**Provided records**
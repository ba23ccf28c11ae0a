//! Reset the journal to its unconfigured state.

use crate::config::Config;
use crate::errors::AppResult;
use crate::journal_io;
use tracing::info;

/// Removes the program record and all entries.
///
/// Without `yes` nothing is deleted; the operation describes what it would
/// remove and asks to be re-run with the flag.
pub fn reset_journal(config: &Config, yes: bool) -> AppResult<()> {
    if !yes {
        println!(
            "This removes the journal program and all recorded entries under {}.",
            config.journal_dir.display()
        );
        println!("Re-run with --yes to confirm.");
        return Ok(());
    }

    journal_io::reset(&config.journal_dir)?;
    info!("Journal reset");
    println!("Journal reset. Run `tenten setup` to begin again.");

    Ok(())
}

**Work to complete**
Once you have identified the lines above that contain "AppResult", copy each of them.

**Exercise answer**
use crate::errors::AppResult;
pub fn reset_journal(config: &Config, yes: bool) -> AppResult<()> {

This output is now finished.